Business entity structuring in India offers various options, each with its own legal, tax, and operational implications. Depending on the scale, ownership, and goals of the business, one can choose from the following structures
- Sole Proprietorship
- Ownership: Single owner.
- Liability: Unlimited personal liability.
- Taxation: Taxed as individual income (no separate business tax).
- Compliance: Minimal compliance requirements.
- Best For: Small businesses or individuals starting up.
- One Person Company (OPC)
- Ownership: Single individual owner.
- Liability: Limited liability to the owner.
- Taxation: Similar to a private limited company.
- Compliance: Moderate, easier than a private limited company.
- Best For: Entrepreneurs or small business owners wanting limited liability.
- Partnership Firm
- Ownership: Owned by two or more individuals.
- Liability: Partners have unlimited liability.
- Taxation: Firm’s income is taxed, and then partners are taxed on their share of profits.
- Compliance: Moderately simple, registered under the Indian Partnership Act, 1932.
- Best For: Small to medium-sized businesses.
- Limited Liability Partnership (LLP)
- Ownership: Owned by partners with limited liability.

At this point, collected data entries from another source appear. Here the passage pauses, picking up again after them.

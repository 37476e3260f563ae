//! Remote file access
//!
//! The walker and scheduler read the source tree only through
//! [`RemoteFs`]. Two backends implement it:
//!
//! - [`SshConnection`](crate::network::SshConnection): an authenticated SFTP session
//! - [`DirectoryRemote`]: a local directory served as if it were remote

mod directory;
mod sftp;

pub use directory::*;

use crate::error::Result;
use serde::{Deserialize, Serialize};
use std::io::Read;
use std::path::{Path, PathBuf};

/// File type bits mask
pub const S_IFMT: u32 = 0o170_000;
/// Directory type bits
pub const S_IFDIR: u32 = 0o040_000;
/// Regular file type bits
pub const S_IFREG: u32 = 0o100_000;

/// Classification of a remote entry
#[derive(Debug, Clone, Copy, PartialEq, Eq, Hash, Serialize, Deserialize)]
#[serde(rename_all = "snake_case")]
pub enum EntryKind {
    /// Directory
    Directory,
    /// Regular file
    RegularFile,
    /// Symlink, device, socket, fifo...
    Other,
}

impl EntryKind {
    /// Classify raw `st_mode` bits
    pub fn from_mode(mode: u32) -> Self {
        match mode & S_IFMT {
            S_IFDIR => Self::Directory,
            S_IFREG => Self::RegularFile,
            _ => Self::Other,
        }
    }

    /// Short label for reports
    pub fn label(&self) -> &'static str {
        match self {
            Self::Directory => "dir",
            Self::RegularFile => "file",
            Self::Other => "other",
        }
    }
}

/// Remote metadata relevant to a transfer
#[derive(Debug, Clone, Copy, PartialEq, Eq, Serialize, Deserialize)]
pub struct RemoteStat {
    /// Entry type
    pub kind: EntryKind,
    /// Size in bytes
    pub size: u64,
    /// Permission bits (`0o7777` mask)
    pub permissions: u32,
}

impl RemoteStat {
    /// Build from raw `st_mode` bits and a size
    pub fn from_mode(mode: u32, size: u64) -> Self {
        Self {
            kind: EntryKind::from_mode(mode),
            size,
            permissions: mode & 0o7777,
        }
    }
}

/// One child returned by [`RemoteFs::list_dir`]
#[derive(Debug, Clone)]
pub struct RemoteDirEntry {
    /// Entry name within its parent
    pub name: PathBuf,
    /// Entry metadata (not following symlinks)
    pub stat: RemoteStat,
}

/// Read-only access to the source tree
pub trait RemoteFs: Send + Sync {
    /// Read handle returned by [`RemoteFs::open_read`]
    type Reader: Read;

    /// Stat a path, following symlinks
    fn stat(&self, path: &Path) -> Result<RemoteStat>;

    /// Open a file for streaming reads
    fn open_read(&self, path: &Path) -> Result<Self::Reader>;

    /// List a directory's children, excluding `.` and `..`
    fn list_dir(&self, path: &Path) -> Result<Vec<RemoteDirEntry>>;
}

impl<T: RemoteFs + ?Sized> RemoteFs for &T {
    type Reader = T::Reader;

    fn stat(&self, path: &Path) -> Result<RemoteStat> {
        (**self).stat(path)
    }

    fn open_read(&self, path: &Path) -> Result<Self::Reader> {
        (**self).open_read(path)
    }

    fn list_dir(&self, path: &Path) -> Result<Vec<RemoteDirEntry>> {
        (**self).list_dir(path)
    }
}

#[cfg(test)]
mod tests {
    use super::*;

    #[test]
    fn test_kind_from_mode() {
        assert_eq!(EntryKind::from_mode(0o040_755), EntryKind::Directory);
        assert_eq!(EntryKind::from_mode(0o100_644), EntryKind::RegularFile);
        assert_eq!(EntryKind::from_mode(0o120_777), EntryKind::Other);
        assert_eq!(EntryKind::from_mode(0o020_620), EntryKind::Other);
        assert_eq!(EntryKind::from_mode(0), EntryKind::Other);
    }

    #[test]
    fn test_stat_keeps_permission_bits() {
        let stat = RemoteStat::from_mode(0o104_755, 10);
        assert_eq!(stat.kind, EntryKind::RegularFile);
        assert_eq!(stat.permissions, 0o4755);
        assert_eq!(stat.size, 10);
    }
}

- Liability: Partners are liable only up to their capital contribution.
- Taxation: LLP is taxed at 30% on its income; no dividend distribution tax.

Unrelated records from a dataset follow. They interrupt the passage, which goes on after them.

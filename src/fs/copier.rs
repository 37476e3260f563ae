//! Buffered stream copy
//!
//! Streams a remote read handle into a freshly created local file through
//! a pooled buffer, then forces the data to disk. Existing destinations
//! are left alone so repeated runs only fetch what is missing.

use crate::error::{IoResultExt, OwlError, Result};
use crate::fs::{BufferPool, LocalFs};
use std::io::{ErrorKind, Read, Write};
use std::path::Path;
use std::sync::Arc;

/// What a single file copy did
#[derive(Debug, Clone, Copy, PartialEq, Eq)]
pub enum CopyOutcome {
    /// File written and synced
    Copied(u64),
    /// Destination file already existed
    Skipped,
}

impl CopyOutcome {
    /// Bytes written (0 when skipped)
    pub fn bytes(&self) -> u64 {
        match self {
            Self::Copied(bytes) => *bytes,
            Self::Skipped => 0,
        }
    }
}

/// Copies source streams into new local files
#[derive(Clone)]
pub struct StreamCopier {
    pool: Arc<BufferPool>,
}

impl StreamCopier {
    /// Create a copier drawing buffers from `pool`
    pub fn new(pool: Arc<BufferPool>) -> Self {
        Self { pool }
    }

    /// Buffer pool in use
    pub fn pool(&self) -> &Arc<BufferPool> {
        &self.pool
    }

    /// Copy `source` into a new file at `dest` with permission bits `mode`.
    ///
    /// Returns [`CopyOutcome::Skipped`] without reading the source when
    /// `dest` is already a regular file. Anything else in the way (a
    /// directory, a symlink) is an error. A failure after creation leaves
    /// the partial file behind; the next run will skip it, so callers
    /// report the error.
    pub fn copy<R, L>(&self, local: &L, source: &mut R, dest: &Path, mode: u32) -> Result<CopyOutcome>
    where
        R: Read + ?Sized,
        L: LocalFs,
    {
        let mut buffer = self.pool.acquire();

        let mut file = match local.create_exclusive(dest, mode) {
            Ok(file) => file,
            Err(e) if e.kind() == ErrorKind::AlreadyExists => {
                if !is_regular_file(dest) {
                    return Err(OwlError::InvalidPath(format!(
                        "{} exists and is not a regular file",
                        dest.display()
                    )));
                }
                tracing::debug!("{} already exists, skipping", dest.display());
                return Ok(CopyOutcome::Skipped);
            }
            Err(e) => return Err(e).with_path(dest),
        };

        let mut written = 0u64;
        loop {
            let bytes_read = match source.read(&mut buffer) {
                Ok(0) => break,
                Ok(n) => n,
                Err(e) if e.kind() == ErrorKind::Interrupted => continue,
                Err(e) => {
                    return Err(OwlError::ReadFailed {
                        path: dest.to_path_buf(),
                        source: e,
                    })
                }
            };

            file.write_all(&buffer[..bytes_read]).with_path(dest)?;
            written += bytes_read as u64;
        }

        local.sync(&mut file).map_err(|e| OwlError::FlushFailed {
            path: dest.to_path_buf(),
            source: e,
        })?;

        Ok(CopyOutcome::Copied(written))
    }
}

/// Regular file, not following symlinks
fn is_regular_file(path: &Path) -> bool {
    std::fs::symlink_metadata(path)
        .map(|meta| meta.file_type().is_file())
        .unwrap_or(false)
}

#[cfg(test)]
mod tests {
    use super::*;
    use crate::config::DEFAULT_BUFFER_SIZE;
    use crate::fs::StdFs;
    use std::io::{self, Cursor};
    use tempfile::TempDir;

    fn copier() -> StreamCopier {
        StreamCopier::new(Arc::new(BufferPool::new(DEFAULT_BUFFER_SIZE, 2)))
    }

    fn pattern(len: usize) -> Vec<u8> {
        (0..len).map(|i| (i * 31 % 251) as u8).collect()
    }

    #[test]
    fn test_byte_exact_copies() {
        let dir = TempDir::new().unwrap();
        let copier = copier();

        for len in [0, 1, 32 * 1024, 32 * 1024 + 1, 10 * 1024 * 1024] {
            let data = pattern(len);
            let dest = dir.path().join(format!("file_{}", len));

            let outcome = copier
                .copy(&StdFs, &mut Cursor::new(&data), &dest, 0o644)
                .unwrap();

            assert_eq!(outcome, CopyOutcome::Copied(len as u64));
            assert_eq!(std::fs::read(&dest).unwrap(), data);
        }

        assert_eq!(copier.pool().stats().in_use, 0);
    }

    #[test]
    fn test_existing_destination_is_skipped() {
        let dir = TempDir::new().unwrap();
        let dest = dir.path().join("kept.txt");
        std::fs::write(&dest, b"original").unwrap();

        let outcome = copier()
            .copy(&StdFs, &mut Cursor::new(b"replacement"), &dest, 0o644)
            .unwrap();

        assert_eq!(outcome, CopyOutcome::Skipped);
        assert_eq!(outcome.bytes(), 0);
        assert_eq!(std::fs::read(&dest).unwrap(), b"original");
    }

    #[test]
    fn test_directory_in_the_way_is_an_error() {
        let dir = TempDir::new().unwrap();
        let dest = dir.path().join("a.txt");
        std::fs::create_dir(&dest).unwrap();
        let copier = copier();

        let err = copier
            .copy(&StdFs, &mut Cursor::new(b"data"), &dest, 0o644)
            .unwrap_err();

        assert!(matches!(err, OwlError::InvalidPath(_)));
        assert!(dest.is_dir());
        assert_eq!(std::fs::read_dir(&dest).unwrap().count(), 0);
        assert_eq!(copier.pool().stats().in_use, 0);
    }

    #[test]
    fn test_symlink_in_the_way_is_an_error() {
        let dir = TempDir::new().unwrap();
        let target = dir.path().join("target.txt");
        std::fs::write(&target, b"elsewhere").unwrap();
        let dest = dir.path().join("link.txt");
        std::os::unix::fs::symlink(&target, &dest).unwrap();

        let err = copier()
            .copy(&StdFs, &mut Cursor::new(b"data"), &dest, 0o644)
            .unwrap_err();

        assert!(matches!(err, OwlError::InvalidPath(_)));
        assert_eq!(std::fs::read(&target).unwrap(), b"elsewhere");
    }

    #[test]
    fn test_missing_parent_is_an_error() {
        let dir = TempDir::new().unwrap();
        let dest = dir.path().join("nope/file.txt");

        let err = copier()
            .copy(&StdFs, &mut Cursor::new(b"data"), &dest, 0o644)
            .unwrap_err();
        assert!(matches!(err, OwlError::NotFound(_)));
    }

    /// Yields some bytes, then fails
    struct BrokenReader {
        remaining: usize,
    }

    impl Read for BrokenReader {
        fn read(&mut self, buf: &mut [u8]) -> io::Result<usize> {
            if self.remaining == 0 {
                return Err(io::Error::new(io::ErrorKind::ConnectionReset, "channel closed"));
            }
            let n = buf.len().min(self.remaining);
            buf[..n].fill(7);
            self.remaining -= n;
            Ok(n)
        }
    }

    #[test]
    fn test_read_failure_returns_buffer_and_leaves_partial_file() {
        let dir = TempDir::new().unwrap();
        let dest = dir.path().join("partial.bin");
        let copier = copier();

        let err = copier
            .copy(&StdFs, &mut BrokenReader { remaining: 40_000 }, &dest, 0o644)
            .unwrap_err();

        assert!(matches!(err, OwlError::ReadFailed { .. }));
        assert_eq!(std::fs::metadata(&dest).unwrap().len(), 40_000);
        assert_eq!(copier.pool().stats().in_use, 0);
    }

    /// Local filesystem whose durability flush always fails
    struct NoSyncFs;

    impl LocalFs for NoSyncFs {
        type File = std::fs::File;

        fn create_exclusive(&self, path: &Path, mode: u32) -> io::Result<Self::File> {
            StdFs.create_exclusive(path, mode)
        }

        fn make_directories(&self, path: &Path, mode: u32) -> io::Result<bool> {
            StdFs.make_directories(path, mode)
        }

        fn sync(&self, _file: &mut Self::File) -> io::Result<()> {
            Err(io::Error::new(io::ErrorKind::Other, "fsync: input/output error"))
        }

        fn set_permissions(&self, path: &Path, mode: u32) -> io::Result<()> {
            StdFs.set_permissions(path, mode)
        }
    }

    #[test]
    fn test_flush_failure_is_an_error() {
        let dir = TempDir::new().unwrap();
        let dest = dir.path().join("unsynced.bin");
        let copier = copier();

        let err = copier
            .copy(&NoSyncFs, &mut Cursor::new(pattern(100)), &dest, 0o644)
            .unwrap_err();

        assert!(matches!(err, OwlError::FlushFailed { .. }));
        assert_eq!(copier.pool().stats().in_use, 0);
    }
}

- Compliance: Higher compliance than a partnership, regulated by the LLP Act, 2008.
- Best For: Professional services firms or businesses seeking lower compliance with liability protection.

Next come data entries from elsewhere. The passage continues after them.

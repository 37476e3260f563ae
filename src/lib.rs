//! # Owl - Remote Tree Sync over SFTP
//!
//! Owl mirrors a directory tree (or a single file) from an SSH server onto
//! the local filesystem. It only ever adds: files that already exist at
//! the destination are left untouched, so an interrupted run can simply be
//! repeated to fetch what is still missing.
//!
//! ## Features
//!
//! - **Ordered Enumeration**: Depth-first pre-order walk, parents before children
//! - **Durable Writes**: Every copied file is flushed to stable storage
//! - **Parallel Transfers**: Bounded worker pool over one SFTP session
//! - **Permission Preservation**: Captured mode bits applied exactly
//! - **Fail-soft Runs**: One unreadable subtree or file never aborts the rest
//! - **Host Key Verification**: Checked against `~/.ssh/known_hosts`
//!
//! ## Quick Start
//!
//! ```no_run
//! use owl::core::sync_directory;
//! use std::path::Path;
//!
//! let report = sync_directory(Path::new("/srv/data"), Path::new("/backup")).unwrap();
//! println!("Copied {} files ({} bytes)", report.files_copied(), report.bytes_copied());
//! ```
//!
//! ## Remote Source
//!
//! ```no_run
//! use owl::config::{AuthMethod, RemoteConfig, SyncConfig};
//! use owl::core::SyncEngine;
//! use owl::fs::StdFs;
//! use owl::network::SshConnection;
//! use std::path::PathBuf;
//!
//! let remote = RemoteConfig {
//!     host: "files.example.com".to_string(),
//!     user: "alice".to_string(),
//!     port: 22,
//!     auth: AuthMethod::Agent,
//!     known_hosts: None,
//! };
//! let connection = SshConnection::connect(&remote).unwrap();
//!
//! let config = SyncConfig {
//!     source: PathBuf::from("/home/alice/data"),
//!     destination: PathBuf::from("/backup"),
//!     remote: Some(remote),
//!     threads: 4,
//!     ..Default::default()
//! };
//!
//! let report = SyncEngine::new(config).execute(&connection, &StdFs).unwrap();
//! report.print_summary();
//! ```

#![warn(missing_docs)]
#![warn(clippy::all)]

pub mod config;
pub mod core;
pub mod error;
pub mod fs;
pub mod network;
pub mod progress;
pub mod remote;

// Re-export commonly used types
pub use config::{AuthMethod, RemoteConfig, SyncConfig};
pub use core::{SyncEngine, SyncReport};
pub use error::{OwlError, Result};
pub use progress::ProgressReporter;

/// Library version
pub const VERSION: &str = env!("CARGO_PKG_VERSION");

/// Prelude module for convenient imports
pub mod prelude {
    //! Convenient re-exports for common usage
    //!
    //! ```no_run
    //! use owl::prelude::*;
    //! ```

    pub use crate::config::{AuthMethod, RemoteConfig, SyncConfig};
    pub use crate::core::{sync_directory, SyncEngine, SyncReport, UnitStatus};
    pub use crate::error::{OwlError, Result};
    pub use crate::fs::{LocalFs, StdFs};
    pub use crate::network::SshConnection;
    pub use crate::progress::ProgressReporter;
    pub use crate::remote::{DirectoryRemote, RemoteFs};
}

- Private Limited Company (Pvt Ltd)
- Ownership: Shareholders (minimum of 2, maximum of 200).
- Liability: Limited liability to shareholders.
- Taxation: Corporate tax rate is between 15%-30% (depending on turnover and income), with dividend distribution tax (DDT) removed from 2020.
- Compliance: High, as regulated by the Companies Act, 2013.
- Best For: Growing businesses, startups seeking investors or loans.
- Public Limited Company
- Ownership: Owned by shareholders (minimum of 7; no maximum).
- Liability: Limited liability to shareholders.
- Taxation: Similar to private limited companies (corporate tax rates).
- Compliance: High, with stringent reporting and regulatory requirements.
- Best For: Large businesses or those looking to raise capital through public investment.
- Section 8 Company (Non-Profit)
- Ownership: Can be limited by Members as well as Guarantee
- Liability: Limited liability for members.
- Taxation: Eligible for tax exemptions under various conditions.
- Compliance: Stringent, as regulated by the Companies Act, 2013.
- Best For: Charitable organizations, NGOs.
- Branch Office, Liaison Office, and Project Office (For Foreign Companies)
- Ownership: Owned by a foreign parent company.
- Liability: Limited to the activities undertaken in India.
- Taxation: Foreign companies are taxed at a higher rate, around 40%.
- Compliance: Requires approval from the Reserve Bank of India (RBI) and the Ministry of Corporate Affairs.
- Best For: Foreign companies wanting to explore or establish a presence in India.
- Joint Venture
- Ownership: Partnership between an Indian company and a foreign or domestic entity.
- Liability: Defined by the joint venture agreement.
- Taxation: Taxed based on the business entity structure chosen (e.g., LLP, Pvt Ltd).
- Compliance: Varies with the chosen structure.
- Best For: Foreign companies entering the Indian market with local expertise.
Factors to Consider When Choosing an Entity:
- Liability Protection: LLPs, Private Limited Companies, and OPCs provide limited liability.
- Taxation: LLPs and companies are taxed differently, impacting profitability.
- Compliance: Public Limited Companies and Section 8 Companies have higher regulatory requirements.
- Capital Raising: Private and Public Limited Companies are better suited for raising capital.
Each structure comes with distinct advantages and limitations based on the business goals, investment size, and the need for liability protection or fundraising.